For a city that’s kept up the fight for years, it was clearly gratifying to hear their President would do the same:

THE PRESIDENT: Now, just in case any of you were wondering, I never thought any of this was going to be easy. (Laughter.) You know, I listen to -- sometimes -- these reporters on the news, "Well, why haven't you solved world hunger yet?" (Laughter.) "Why -- it's been nine months. Why --?" You know? I never said it was going to be easy.

What did I say during the campaign? I said is change is hard. And big change is harder. And after the last nine months, you know I wasn't kidding. (Laughter.) I wasn't kidding about it being hard. But you notice I wasn't kidding -- I don't quit. We get this stuff done. We keep on going until we get it done. I don't quit. (Applause.) Let me tell you, those folks who are trying to stand in the way of progress? They're all -- let me tell you, I'm just getting started. I don't quit. (Applause.) I'm not tired. I'm just getting started. I'm just getting started. (Applause.)

AUDIENCE: Yes we can! Yes we can! Yes we can!

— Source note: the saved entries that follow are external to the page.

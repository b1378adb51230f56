use std::path::Path;

use anyhow::{bail, Result};

use multiscroll_core::AppConfig;

pub fn path(config_path: &Path) -> Result<()> {
    println!("{}", config_path.display());
    Ok(())
}

pub fn show(config: &AppConfig) -> Result<()> {
    print!("{}", config.to_toml()?);
    Ok(())
}

/// Write defaults to `custom`, or to the standard location when unset
pub fn init(custom: Option<&Path>, config_path: &Path, force: bool) -> Result<()> {
    if config_path.exists() && !force {
        bail!(
            "{} already exists (use --force to overwrite)",
            config_path.display()
        );
    }

    let config = AppConfig::default();
    match custom {
        Some(path) => config.save_to(path)?,
        None => config.save()?,
    }
    println!("Wrote {}", config_path.display());
    Ok(())
}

THE PRESIDENT: Thank you. All right. See? I'm getting all -- you're getting me fired up. (Applause.)
I think it is important for those folks to understand I'm just ready to go. (Applause.) We're just going to keep on going. And the reason is, is because there are too many folks out there who are having a tough time -- to get tired. The easiest thing in the world would be to just say, okay, well, I don't want any controversy; let me take the path of least resistance. But that means that the same folks who were struggling before we got elected are going to keep on struggling. People, if they had high premiums on their health care before, they're going to have even higher premiums after. That's not why -- that's not why I applied for the job.

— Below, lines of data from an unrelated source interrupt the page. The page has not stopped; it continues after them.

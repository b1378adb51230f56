use ratatui::{
    layout::Rect,
    style::{Modifier, Style},
    text::{Line, Span},
    widgets::{Block, Borders, Paragraph},
    Frame,
};
use unicode_width::{UnicodeWidthChar, UnicodeWidthStr};

use crate::app::{App, LABEL_WIDTH};
use crate::host::SimList;

/// Column captions, cycled across the table
const CAPTIONS: &[&str] = &[
    "open", "high", "東京", "low", "close", "café", "volume", "ソウル", "delta", "β",
];

pub struct SyncedTableWidget;

impl SyncedTableWidget {
    pub fn render(frame: &mut Frame, area: Rect, app: &App) {
        let theme = &app.theme;
        let title = format!(
            " Rows {}/{} synced | displacement {} ",
            app.scroller.members().len(),
            app.rows.len(),
            app.scroller.displacement()
        );
        let block = Block::default()
            .title(title)
            .borders(Borders::ALL)
            .border_style(Style::default().fg(theme.accent))
            .style(Style::default().bg(theme.bg0));

        let inner = block.inner(area);
        let width = inner.width.saturating_sub(LABEL_WIDTH) as usize;
        let driver = app.scroller.active_driver();

        let lines: Vec<Line> = app
            .rows
            .iter()
            .enumerate()
            .filter_map(|(index, id)| app.host.list(*id).map(|list| (index, *id, list)))
            .map(|(index, id, list)| {
                let included = app.scroller.is_included(id);
                let marker = if Some(id) == driver {
                    Span::styled("▶", Style::default().fg(theme.driver))
                } else if included {
                    Span::styled("●", Style::default().fg(theme.green))
                } else {
                    Span::styled("○", Style::default().fg(theme.excluded))
                };

                let label_style = if index == app.selected {
                    Style::default()
                        .fg(theme.fg0)
                        .bg(theme.selection)
                        .add_modifier(Modifier::BOLD)
                } else {
                    Style::default().fg(theme.grey2)
                };

                let mut spans = vec![
                    marker,
                    Span::styled(
                        format!("{:<width$}", id.to_string(), width = LABEL_WIDTH as usize - 1),
                        label_style,
                    ),
                ];
                if list.is_attached() {
                    spans.extend(Self::cells(list, width, app));
                } else {
                    spans.push(Span::styled(
                        fit("detached", width),
                        Style::default().fg(theme.grey0),
                    ));
                }
                Line::from(spans)
            })
            .collect();

        frame.render_widget(Paragraph::new(lines).block(block), area);
    }

    /// Visible slice of a row, one span per cell
    fn cells<'a>(list: &SimList, width: usize, app: &App) -> Vec<Span<'a>> {
        let theme = &app.theme;
        let start = list.offset();
        let end = start + width as i64;
        let mut spans = Vec::new();

        for position in list.visible_range() {
            let size = list.item_sizes().get(position).copied().unwrap_or(0) as i64;
            let item_start = list.item_start(position);
            let skip = (start - item_start).max(0) as usize;
            let take = ((item_start + size).min(end) - item_start.max(start)).max(0) as usize;
            if take == 0 {
                continue;
            }

            let caption = format!("│{} {}", position, CAPTIONS[position % CAPTIONS.len()]);
            let text = slice_columns(&fit(&caption, size as usize), skip, take);
            let bg = if position % 2 == 0 { theme.bg1 } else { theme.bg2 };
            spans.push(Span::styled(text, Style::default().fg(theme.fg0).bg(bg)));
        }
        spans
    }
}

/// Pad or truncate `text` to exactly `width` terminal columns
pub fn fit(text: &str, width: usize) -> String {
    if text.width() <= width {
        return format!("{}{}", text, " ".repeat(width - text.width()));
    }

    let mut out = String::new();
    let mut used = 0;
    for ch in text.chars() {
        let w = ch.width().unwrap_or(0);
        if used + w > width {
            break;
        }
        out.push(ch);
        used += w;
    }
    out.push_str(&" ".repeat(width - used));
    out
}

/// Columns `skip..skip + take` of `text`. A wide character cut in half
/// becomes a space.
pub fn slice_columns(text: &str, skip: usize, take: usize) -> String {
    let mut out = String::new();
    let mut column = 0;
    let end = skip + take;

    for ch in text.chars() {
        let w = ch.width().unwrap_or(0);
        let next = column + w;
        if next <= skip {
            column = next;
            continue;
        }
        if column >= end {
            break;
        }
        if column < skip || next > end {
            let visible = next.min(end) - column.max(skip);
            out.push_str(&" ".repeat(visible));
        } else {
            out.push(ch);
        }
        column = next;
    }
    out
}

The challenges we face -- both here on the Gulf Coast and throughout America -- they're big, they're complex challenges. They don't lend themselves to easy answers or quick fixes. Meeting them requires diligence, and perseverance, and patience.

It also requires more than just government programs and policies. It requires a renewed spirit of cooperation and commitment among our citizens -- a renewed sense of responsibility to ourselves and to one another. Which is why it's important -- whether you're dealing with a Republican or a Democrat -- that we are maintaining civility, that we are listening to each other -- (applause) -- that we are willing to find areas of common ground and cooperation.

It's the same spirit that took hold of this city and this region in the days after Katrina -- a spirit that has sustained you to this day. You didn't get tired. As hard as it was, you're still out there, still working hard, still rebuilding, still committed to your city.

I've talked a lot today about what steps we've taken at the federal level to help the Gulf Coast recover and rebuild. But the true story is this community's unbending resilience. That doesn't start in Washington. It starts right here, in the reborn neighborhoods of New Orleans. (Applause.) It begins with the men and women who waded into deep water or climbed onto rooftops and risked their own lives to save people they'd never met before. It begins with the doctors and nurses who stayed behind to care for the sick and the injured without equipment, without electricity -- like our nation's Surgeon General, Dr. Regina Benjamin -- (applause) -- who mortgaged her house, maxed out on her credit cards so she could reopen her clinic and help care for victims of the storm.

All the volunteer firefighters from this city who recently traveled to Iowa to help another community recover from the devastation of a tornado. They went because they still remember when New York City firefighters who'd been through 9/11 came down to New Orleans to help folks out here after Katrina. (Applause.)

The story of this city's resilience begins with all the men and women who refused to give up on their homes; who stayed to clean up and rebuild -- not just their own homes or their own yards or their own lives, but their neighbors', too.

You can find all kinds of information on disaster preparedness through the FEMA website. And given that during the Q&A section the President was also greeted with a "buenas tardes," it may also be worth noting that they have also dramatically improved their Spanish language page as well.